Wie Deutschland nicht zu sein habe, zeigen die Redner zahlreich auf. Wie sie aber nun konkret mit den illegalen Einwanderern umgehen werden, will ein Besucher genauer wissen. »Viele schmeißen ihre Pässe weg, wie sollen diese Flüchtlinge so jemals wieder aus Deutschland gebracht werden?«, äußert er seine Sorgen. Für Jörg Meuthen liegt der »Kardinalfehler« bei den offenen Grenzen, und damit sei das Problem »wohl nie ganz zu bewältigen«. 

Geld für Flüchtlinge

Die deutsche Politik solle sich nun darauf konzentrieren, wen sie reinlasse. Martin Renners Vorschlag sei, den Flüchtlingen Geld zu zahlen:  »Die Bedingung wäre aber, dass sie gehen.« Einen älteren Herrn aus dem Publikum beschäftigt die Genderideologie. Er fragt die AfD-Politker, wie man dies wieder rückgängig machen könne.
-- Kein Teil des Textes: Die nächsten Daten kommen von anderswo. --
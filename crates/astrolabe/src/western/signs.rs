//! Zodiac signs and the longitude → sign mapping.
//!
//! `sign = floor(normalized_longitude / 30)` holds without exception; everything that
//! labels a longitude goes through `sign_of`.

use serde::{Deserialize, Serialize};
use std::fmt;
use std::str::FromStr;

use crate::ephemeris::time::normalize_degrees;

#[derive(Debug, Clone, Copy, PartialEq, Eq, Hash, PartialOrd, Ord, Serialize, Deserialize)]
pub enum ZodiacSign {
    Aries,
    Taurus,
    Gemini,
    Cancer,
    Leo,
    Virgo,
    Libra,
    Scorpio,
    Sagittarius,
    Capricorn,
    Aquarius,
    Pisces,
}

impl ZodiacSign {
    pub const ALL: [ZodiacSign; 12] = [
        ZodiacSign::Aries,
        ZodiacSign::Taurus,
        ZodiacSign::Gemini,
        ZodiacSign::Cancer,
        ZodiacSign::Leo,
        ZodiacSign::Virgo,
        ZodiacSign::Libra,
        ZodiacSign::Scorpio,
        ZodiacSign::Sagittarius,
        ZodiacSign::Capricorn,
        ZodiacSign::Aquarius,
        ZodiacSign::Pisces,
    ];

    pub fn from_index(index: usize) -> ZodiacSign {
        Self::ALL[index % 12]
    }

    pub fn index(self) -> usize {
        self as usize
    }

    pub fn name(self) -> &'static str {
        match self {
            ZodiacSign::Aries => "Aries",
            ZodiacSign::Taurus => "Taurus",
            ZodiacSign::Gemini => "Gemini",
            ZodiacSign::Cancer => "Cancer",
            ZodiacSign::Leo => "Leo",
            ZodiacSign::Virgo => "Virgo",
            ZodiacSign::Libra => "Libra",
            ZodiacSign::Scorpio => "Scorpio",
            ZodiacSign::Sagittarius => "Sagittarius",
            ZodiacSign::Capricorn => "Capricorn",
            ZodiacSign::Aquarius => "Aquarius",
            ZodiacSign::Pisces => "Pisces",
        }
    }

    pub fn glyph(self) -> &'static str {
        match self {
            ZodiacSign::Aries => "♈",
            ZodiacSign::Taurus => "♉",
            ZodiacSign::Gemini => "♊",
            ZodiacSign::Cancer => "♋",
            ZodiacSign::Leo => "♌",
            ZodiacSign::Virgo => "♍",
            ZodiacSign::Libra => "♎",
            ZodiacSign::Scorpio => "♏",
            ZodiacSign::Sagittarius => "♐",
            ZodiacSign::Capricorn => "♑",
            ZodiacSign::Aquarius => "♒",
            ZodiacSign::Pisces => "♓",
        }
    }
}

impl fmt::Display for ZodiacSign {
    fn fmt(&self, f: &mut fmt::Formatter<'_>) -> fmt::Result {
        f.write_str(self.name())
    }
}

impl FromStr for ZodiacSign {
    type Err = String;

    fn from_str(s: &str) -> Result<Self, Self::Err> {
        ZodiacSign::ALL
            .iter()
            .copied()
            .find(|sign| sign.name().eq_ignore_ascii_case(s.trim()))
            .ok_or_else(|| format!("Unknown zodiac sign: {}", s))
    }
}

/// Get sign index (0-11) from longitude
pub fn sign_index(longitude: f64) -> usize {
    // clamp guards the single float case where normalize returns a value that divides to 12.0
    ((normalize_degrees(longitude) / 30.0).floor() as usize).min(11)
}

pub fn sign_of(longitude: f64) -> ZodiacSign {
    ZodiacSign::from_index(sign_index(longitude))
}

/// Degree within the sign, [0, 30).
pub fn degree_in_sign(longitude: f64) -> f64 {
    let normalized = normalize_degrees(longitude);
    normalized - 30.0 * sign_index(normalized) as f64
}

/// A longitude with its sign labels precomputed.
#[derive(Debug, Clone, Copy, PartialEq, Serialize, Deserialize)]
pub struct SignPlacement {
    pub longitude: f64,
    pub sign: ZodiacSign,
    pub degree: f64,
}

impl SignPlacement {
    pub fn new(longitude: f64) -> Self {
        let longitude = normalize_degrees(longitude);
        Self {
            longitude,
            sign: sign_of(longitude),
            degree: degree_in_sign(longitude),
        }
    }
}

#[cfg(test)]
mod tests {
    use super::*;

    #[test]
    fn test_sign_boundaries() {
        assert_eq!(sign_of(0.0), ZodiacSign::Aries);
        assert_eq!(sign_of(29.999), ZodiacSign::Aries);
        assert_eq!(sign_of(30.0), ZodiacSign::Taurus);
        assert_eq!(sign_of(280.0), ZodiacSign::Capricorn);
        assert_eq!(sign_of(359.999), ZodiacSign::Pisces);
    }

    #[test]
    fn test_sign_periodicity() {
        for k in -3..=3 {
            for &lon in &[0.0, 15.5, 89.9, 180.0, 271.3, 359.5] {
                assert_eq!(sign_of(lon), sign_of(lon + 360.0 * k as f64));
            }
        }
    }

    #[test]
    fn test_degree_in_sign_range() {
        for &lon in &[-725.3, -0.0001, 0.0, 29.9999, 30.0, 123.4, 359.9999, 1e6] {
            let deg = degree_in_sign(lon);
            assert!((0.0..30.0).contains(&deg), "{} -> {}", lon, deg);
            assert!(sign_index(lon) <= 11);
        }
    }

    #[test]
    fn test_sign_from_str() {
        assert_eq!("capricorn".parse::<ZodiacSign>().unwrap(), ZodiacSign::Capricorn);
        assert_eq!(" Leo ".parse::<ZodiacSign>().unwrap(), ZodiacSign::Leo);
        assert!("Ophiuchus".parse::<ZodiacSign>().is_err());
    }
}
Der normale Biologieunterricht reiche doch. »Vier Parteien stehen dahinter – wir nicht«, antwortet der AfD-Bundessprecher nüchtern. 
»Wir sind keine Eintagsfliege«, betont der prominente  AfD-Bundessprecher am Ende seiner Rede. Lästig bleibt die AfD für die ein oder andere Partei gerade deswegen, aber auch umgekehrt – Wahlkampf eben.